Task to complete
Please find the lines in the following records that hold "kind", and copy them.

Data to process

========================

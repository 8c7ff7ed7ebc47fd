use casa_core::{
    expected_return, house_edge, pair_probability, simulate, triple_probability, verify_spin,
    JackpotModel, SimulationConfig, INITIAL_BALANCE,
};
use clap::{Parser, Subcommand};
use rand::{rngs::StdRng, SeedableRng};
use tracing_subscriber::EnvFilter;

mod config;
mod export;
mod machine;
mod play;
mod view;

use config::{EngineArgs, MachineArgs};

#[derive(Parser)]
#[command(name = "casa", about = "Educational slot machine: the house always wins")]
struct Cli {
    #[command(subcommand)]
    command: Option<Commands>,
    #[command(flatten)]
    engine: EngineArgs,
    #[command(flatten)]
    machine: MachineArgs,
}

#[derive(Subcommand)]
enum Commands {
    /// Play interactively (default)
    Play,
    /// Print the payout table and the odds behind it
    Table,
    /// Spin many times at a fixed bet and report what happened
    Simulate {
        #[arg(long, default_value_t = 10_000)]
        spins: u64,
        #[arg(long, default_value_t = 10, allow_negative_numbers = true)]
        bet: i64,
        #[arg(long, default_value_t = INITIAL_BALANCE)]
        balance: u64,
        /// Refill the balance instead of stopping when it runs out
        #[arg(long)]
        keep_going: bool,
        /// Seed for a reproducible run
        #[arg(long)]
        seed: Option<u64>,
        #[arg(long)]
        json: bool,
    },
    /// Check revealed seeds against the reels of a past spin
    Verify {
        /// The revealed server seed
        server: String,
        client: String,
        /// Nonce reported with the spin
        nonce: u64,
        /// Three symbol ids, left to right
        #[arg(num_args = 3, required = true)]
        reels: Vec<String>,
    },
}

#[tokio::main]
async fn main() -> anyhow::Result<()> {
    tracing_subscriber::fmt()
        .with_env_filter(
            EnvFilter::try_from_default_env().unwrap_or_else(|_| EnvFilter::new("warn")),
        )
        .with_writer(std::io::stderr)
        .init();
    let cli = Cli::parse();
    let params = cli.engine.load()?;

    match cli.command.unwrap_or(Commands::Play) {
        Commands::Play => {
            let machine = &cli.machine;
            play::run(params, machine.draw_source(), machine.animation()).await?;
        }
        Commands::Table => {
            play::print_table(&params);
            let table = &params.table;
            println!("three of a kind: {:.4}%", triple_probability(table) * 100.0);
            println!("two of a kind:   {:.4}%", pair_probability(table) * 100.0);
            println!("expected return: {:.4}%", expected_return(table) * 100.0);
            println!(
                "jackpot per spin: {:.6}% (rarest triple), {:.4}% (any triple)",
                JackpotModel::RarestTriple.per_spin(table) * 100.0,
                JackpotModel::AnyTriple.per_spin(table) * 100.0
            );
            println!("house edge:      {:.4}%", house_edge(table) * 100.0);
        }
        Commands::Simulate {
            spins,
            bet,
            balance,
            keep_going,
            seed,
            json,
        } => {
            let mut rng = match seed {
                Some(seed) => StdRng::seed_from_u64(seed),
                None => StdRng::from_entropy(),
            };
            let config = SimulationConfig {
                bet,
                spins,
                initial_balance: balance,
                stop_when_busted: !keep_going,
            };
            let report = simulate(&params, &mut rng, config)?;
            if json {
                println!("{}", serde_json::to_string_pretty(&report)?);
            } else {
                println!("spins played:     {}", report.spins);
                println!("total wagered:    ${}", report.total_wagered);
                println!("total paid:       ${}", report.total_paid);
                println!(
                    "three / two / none: {} / {} / {}",
                    report.triples, report.pairs, report.misses
                );
                println!("jackpots:         {}", report.jackpots);
                println!("final balance:    ${}", report.final_balance);
                if let Some(at) = report.busted_at {
                    println!("ran out after:    {at} spins");
                }
                println!(
                    "return: {:.2}% observed, {:.2}% expected",
                    report.empirical_return * 100.0,
                    report.expected_return * 100.0
                );
                println!("house edge:       {:.2}%", report.house_edge() * 100.0);
                println!("jackpot chance:   {:.4}%", report.jackpot_probability);
            }
        }
        Commands::Verify {
            server,
            client,
            nonce,
            reels,
        } => {
            let expected = [reels[0].as_str(), reels[1].as_str(), reels[2].as_str()];
            let ok = verify_spin(&server, &client, nonce, &params.table, &expected);
            println!(
                "server seed hash: {}",
                casa_core::derive_hash_hex(server.as_bytes())
            );
            if ok {
                println!("spin {nonce} verified: {}", reels.join(" "));
            } else {
                anyhow::bail!("spin {nonce} does not match the seeds");
            }
        }
    }

    Ok(())
}

#[cfg(test)]
mod tests {
    use super::*;
    use clap::CommandFactory;

    #[test]
    fn cli_definition_is_consistent() {
        Cli::command().debug_assert();
    }

    #[test]
    fn defaults_to_play_with_classic_timing() {
        let cli = Cli::try_parse_from(["casa"]).unwrap();
        assert!(cli.command.is_none());
        assert_eq!(cli.machine.animation(), machine::AnimationConfig::default());
        assert!(cli.engine.table.is_none());
        assert_eq!(cli.engine.load().unwrap().jackpot, JackpotModel::RarestTriple);
    }

    #[test]
    fn seeds_must_come_in_pairs() {
        assert!(Cli::try_parse_from(["casa", "--server-seed", "s"]).is_err());
        let cli =
            Cli::try_parse_from(["casa", "play", "--server-seed", "s", "--client-seed", "c"])
                .unwrap();
        assert!(matches!(
            cli.machine.draw_source(),
            machine::DrawSource::Seeded { .. }
        ));
    }

    #[test]
    fn parses_verify_and_simulate() {
        let cli = Cli::try_parse_from([
            "casa", "verify", "srv", "cli", "3", "CEREJA", "LIMAO", "SINO",
        ])
        .unwrap();
        match cli.command {
            Some(Commands::Verify { nonce, reels, .. }) => {
                assert_eq!(nonce, 3);
                assert_eq!(reels, vec!["CEREJA", "LIMAO", "SINO"]);
            }
            _ => panic!("expected verify"),
        }
        let cli = Cli::try_parse_from([
            "casa",
            "simulate",
            "--spins",
            "50",
            "--bet",
            "-1",
            "--jackpot-model",
            "any-triple",
        ])
        .unwrap();
        assert!(matches!(
            cli.command,
            Some(Commands::Simulate { spins: 50, bet: -1, .. })
        ));
        assert_eq!(cli.engine.load().unwrap().jackpot, JackpotModel::AnyTriple);
    }
}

========================

Output for this exercise
            println!("three of a kind: {:.4}%", triple_probability(table) * 100.0);
            println!("two of a kind:   {:.4}%", pair_probability(table) * 100.0);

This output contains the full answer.